## Work request
Scan the entries for lines with the word "AtomicBool" and copy those lines.
+++ Data listing +++
//! Handler allocation under connection and subscription budgets.
//!
//! # Architecture
//!
//! ```text
//! ┌───────────────────────────────────────────────┐
//! │                 HandlerPool                   │
//! │        (max_connections, shared budget)       │
//! │  ┌─────────────────┐   ┌───────────────────┐  │
//! │  │ session-0       │◄──│ stream-0          │  │
//! │  │ session-1       │   │ stream-1          │  │
//! │  └─────────────────┘   └───────────────────┘  │
//! └───────────────────────────────────────────────┘
//! ```
//!
//! Both `provide_*` calls hand out the first active handler that still has
//! room and only open a new connection when none fits.
//!
//! # Example
//!
//! ```no_run
//! use xapi_link::{ClientConfig, HandlerPool};
//!
//! # async fn example() -> xapi_link::Result<()> {
//! let config = ClientConfig::builder()
//!     .credentials("1000", "secret")
//!     .max_connections(4)
//!     .build()?;
//!
//! let pool = HandlerPool::new(config)?;
//! let session = pool.provide_session().await?;
//! let symbols = session.fetch_data("AllSymbols", None).await?;
//! println!("{symbols}");
//!
//! pool.delete().await;
//! # Ok(())
//! # }
//! ```

// ============================================================================
// Imports
// ============================================================================

use std::fmt;
use std::sync::Arc;
use std::sync::atomic::{AtomicBool, AtomicUsize, Ordering};

use parking_lot::RwLock;
use tokio::sync::Mutex as AsyncMutex;
use tracing::{debug, info, warn};

use crate::config::{ChannelKind, ClientConfig};
use crate::error::{Error, Result};
use crate::identifiers::HandlerId;
use crate::transport::{TcpTransportFactory, TransportFactory};

use super::HandlerStatus;
use super::session::Session;
use super::stream::StreamMultiplexer;

// ============================================================================
// HandlerRecord
// ============================================================================

/// A pooled handler and the name it was registered under.
struct HandlerRecord<H> {
    name: String,
    handler: Arc<H>,
}

/// Common view on pooled handlers.
trait Pooled {
    fn id(&self) -> HandlerId;
    /// Still holds its socket and so a slot of the budget.
    fn holds_connection(&self) -> bool;
}

impl Pooled for Session {
    fn id(&self) -> HandlerId {
        Session::id(self)
    }

    fn holds_connection(&self) -> bool {
        self.is_connected()
    }
}

impl Pooled for StreamMultiplexer {
    fn id(&self) -> HandlerId {
        StreamMultiplexer::id(self)
    }

    fn holds_connection(&self) -> bool {
        !self.is_deleted()
    }
}

/// Registry of one handler kind.
struct Registry<H> {
    records: RwLock<Vec<HandlerRecord<H>>>,
    next_index: AtomicUsize,
    prefix: &'static str,
}

impl<H: Pooled> Registry<H> {
    fn new(prefix: &'static str) -> Self {
        Self {
            records: RwLock::new(Vec::new()),
            next_index: AtomicUsize::new(0),
            prefix,
        }
    }

    fn next_name(&self) -> String {
        let index = self.next_index.fetch_add(1, Ordering::SeqCst);
        format!("{}-{index}", self.prefix)
    }

    /// First handler matching `accept`.
    fn find(&self, accept: impl Fn(&H) -> bool) -> Option<Arc<H>> {
        self.records
            .read()
            .iter()
            .find(|r| accept(&*r.handler))
            .map(|r| Arc::clone(&r.handler))
    }

    fn insert(&self, name: String, handler: &Arc<H>) {
        self.records.write().push(HandlerRecord {
            name,
            handler: Arc::clone(handler),
        });
    }

    fn remove(&self, id: HandlerId) -> bool {
        let mut records = self.records.write();
        let before = records.len();
        records.retain(|r| r.handler.id() != id);
        records.len() != before
    }

    fn name_of(&self, id: HandlerId) -> Option<String> {
        self.records
            .read()
            .iter()
            .find(|r| r.handler.id() == id)
            .map(|r| r.name.clone())
    }

    fn live(&self) -> usize {
        self.records
            .read()
            .iter()
            .filter(|r| r.handler.holds_connection())
            .count()
    }

    /// Unregisters handlers without a connection and returns them.
    fn take_spent(&self) -> Vec<HandlerRecord<H>> {
        let mut records = self.records.write();
        let (spent, kept): (Vec<_>, Vec<_>) = std::mem::take(&mut *records)
            .into_iter()
            .partition(|r| !r.handler.holds_connection());
        *records = kept;
        spent
    }

    fn handlers(&self) -> Vec<Arc<H>> {
        self.records
            .read()
            .iter()
            .map(|r| Arc::clone(&r.handler))
            .collect()
    }
}

// ============================================================================
// HandlerPool
// ============================================================================

/// Allocates and caches sessions and stream multiplexers.
///
/// Sessions and multiplexers draw from one `max_connections` budget since
/// each holds its own socket.
pub struct HandlerPool {
    /// Shared configuration.
    config: Arc<ClientConfig>,
    /// Builds transports for new handlers.
    factory: Arc<dyn TransportFactory>,
    /// Registered sessions.
    sessions: Registry<Session>,
    /// Registered multiplexers.
    multiplexers: Registry<StreamMultiplexer>,
    /// Serializes allocation so the budget cannot be overshot.
    allocation: AsyncMutex<()>,
    /// Subscription budget per multiplexer.
    max_streams: usize,
    /// Set once by [`HandlerPool::delete`].
    deleted: AtomicBool,
}

// ============================================================================
// HandlerPool - Constructor
// ============================================================================

impl HandlerPool {
    /// Creates a pool that connects over TCP.
    ///
    /// # Errors
    ///
    /// Returns [`Error::Config`] if the configuration is invalid.
    pub fn new(config: ClientConfig) -> Result<Self> {
        let factory = Arc::new(TcpTransportFactory::new(config.clone()));
        Self::with_factory(config, factory)
    }

    /// Creates a pool whose transports come from `factory`.
    ///
    /// # Errors
    ///
    /// Returns [`Error::Config`] if the configuration is invalid.
    pub fn with_factory(config: ClientConfig, factory: Arc<dyn TransportFactory>) -> Result<Self> {
        config.validate()?;

        let max_streams = config.max_streams_per_multiplexer();
        debug!(
            max_connections = config.max_connections,
            max_streams, "HandlerPool created"
        );

        Ok(Self {
            config: Arc::new(config),
            factory,
            sessions: Registry::new("session"),
            multiplexers: Registry::new("stream"),
            allocation: AsyncMutex::new(()),
            max_streams,
            deleted: AtomicBool::new(false),
        })
    }
}

// ============================================================================
// HandlerPool - Public API
// ============================================================================

impl HandlerPool {
    /// Shared configuration.
    #[inline]
    #[must_use]
    pub fn config(&self) -> &Arc<ClientConfig> {
        &self.config
    }

    /// Subscription budget of each multiplexer.
    #[inline]
    #[must_use]
    pub fn max_streams_per_multiplexer(&self) -> usize {
        self.max_streams
    }

    /// Number of registered handlers that still hold a connection.
    #[must_use]
    pub fn connection_count(&self) -> usize {
        self.sessions.live() + self.multiplexers.live()
    }

    /// Name a handler was registered under.
    #[must_use]
    pub fn name_of(&self, id: HandlerId) -> Option<String> {
        self.sessions
            .name_of(id)
            .or_else(|| self.multiplexers.name_of(id))
    }

    /// Returns `true` once deleted.
    #[inline]
    #[must_use]
    pub fn is_deleted(&self) -> bool {
        self.deleted.load(Ordering::SeqCst)
    }

    /// Returns the first active session, or logs in a new one.
    ///
    /// # Errors
    ///
    /// - [`Error::HandlerDeleted`] if the pool was deleted
    /// - [`Error::ConnectionLimit`] if the budget is exhausted
    /// - Transport or server errors of the login
    pub async fn provide_session(&self) -> Result<Arc<Session>> {
        self.ensure_alive()?;

        if let Some(session) = self.active_session() {
            return Ok(session);
        }

        let _guard = self.allocation.lock().await;
        self.ensure_alive()?;
        self.reap().await;

        // Another caller may have allocated while we waited.
        if let Some(session) = self.active_session() {
            return Ok(session);
        }

        self.check_budget(1)?;
        self.open_session().await
    }

    /// Returns the first active multiplexer with a free subscription slot,
    /// or opens a new one on the first active session.
    ///
    /// When no session is active either, both are opened and the budget
    /// must fit both connections.
    ///
    /// # Errors
    ///
    /// - [`Error::HandlerDeleted`] if the pool was deleted
    /// - [`Error::ConnectionLimit`] if the budget is exhausted
    /// - Transport or server errors of the login or stream connect
    pub async fn provide_multiplexer(&self) -> Result<Arc<StreamMultiplexer>> {
        self.ensure_alive()?;

        if let Some(mux) = self.active_multiplexer() {
            return Ok(mux);
        }

        let _guard = self.allocation.lock().await;
        self.ensure_alive()?;
        self.reap().await;

        if let Some(mux) = self.active_multiplexer() {
            return Ok(mux);
        }

        let session = match self.active_session() {
            Some(session) => {
                self.check_budget(1)?;
                session
            }
            None => {
                self.check_budget(2)?;
                self.open_session().await?
            }
        };

        self.open_multiplexer(session).await
    }

    /// Deletes one multiplexer and frees its slot.
    pub async fn release_multiplexer(&self, mux: &Arc<StreamMultiplexer>) {
        mux.delete().await;
        if self.multiplexers.remove(mux.id()) {
            debug!(handler = %mux.name(), "Multiplexer released");
        }
    }

    /// Deletes every session, which cascades to their multiplexers.
    ///
    /// Idempotent.
    pub async fn delete(&self) {
        if self.deleted.swap(true, Ordering::SeqCst) {
            debug!("HandlerPool already deleted");
            return;
        }

        let _guard = self.allocation.lock().await;
        info!(
            sessions = self.sessions.live(),
            multiplexers = self.multiplexers.live(),
            "Deleting HandlerPool"
        );

        for session in self.sessions.handlers() {
            session.delete().await;
        }

        // Multiplexers whose session went away before the pool.
        for mux in self.multiplexers.handlers() {
            if !mux.is_deleted() {
                mux.delete().await;
            }
        }

        info!("HandlerPool deleted");
    }
}

// ============================================================================
// HandlerPool - Internal
// ============================================================================

impl HandlerPool {
    fn ensure_alive(&self) -> Result<()> {
        if self.is_deleted() {
            return Err(Error::handler_deleted("pool"));
        }
        Ok(())
    }

    /// Drops handlers that lost their connection for good.
    ///
    /// Logged-out sessions and sessions whose repair failed are deleted
    /// here, which also ends their multiplexers.
    async fn reap(&self) {
        for record in self.sessions.take_spent() {
            info!(handler = %record.name, "Releasing disconnected session");
            record.handler.delete().await;
        }

        // includes multiplexers ended by the session deletes above
        for record in self.multiplexers.take_spent() {
            debug!(handler = %record.name, "Releasing ended multiplexer");
        }
    }

    fn active_session(&self) -> Option<Arc<Session>> {
        self.sessions
            .find(|s| s.status() == HandlerStatus::Active)
    }

    fn active_multiplexer(&self) -> Option<Arc<StreamMultiplexer>> {
        self.multiplexers
            .find(|m| m.status() == HandlerStatus::Active && m.has_capacity())
    }

    fn check_budget(&self, needed: usize) -> Result<()> {
        let live = self.connection_count();
        let limit = self.config.max_connections;

        if live + needed > limit {
            warn!(live, needed, limit, "Connection limit reached");
            return Err(Error::ConnectionLimit { limit });
        }
        Ok(())
    }

    async fn open_session(&self) -> Result<Arc<Session>> {
        let name = self.sessions.next_name();
        let transport = self.factory.transport(ChannelKind::Data);

        let session = Session::connect(name.clone(), Arc::clone(&self.config), transport).await?;
        self.sessions.insert(name, &session);
        Ok(session)
    }

    async fn open_multiplexer(&self, session: Arc<Session>) -> Result<Arc<StreamMultiplexer>> {
        let name = self.multiplexers.next_name();
        let transport = self.factory.transport(ChannelKind::Stream);

        let mux = StreamMultiplexer::connect(name.clone(), session, transport).await?;
        self.multiplexers.insert(name, &mux);
        Ok(mux)
    }
}

impl fmt::Debug for HandlerPool {
    fn fmt(&self, f: &mut fmt::Formatter<'_>) -> fmt::Result {
        f.debug_struct("HandlerPool")
            .field("connections", &self.connection_count())
            .field("max_connections", &self.config.max_connections)
            .field("max_streams", &self.max_streams)
            .field("deleted", &self.is_deleted())
            .finish_non_exhaustive()
    }
}

// ============================================================================
// Tests
// ============================================================================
+++
## Output for this task
use std::sync::atomic::{AtomicBool, AtomicUsize, Ordering};
    deleted: AtomicBool,
            deleted: AtomicBool::new(false),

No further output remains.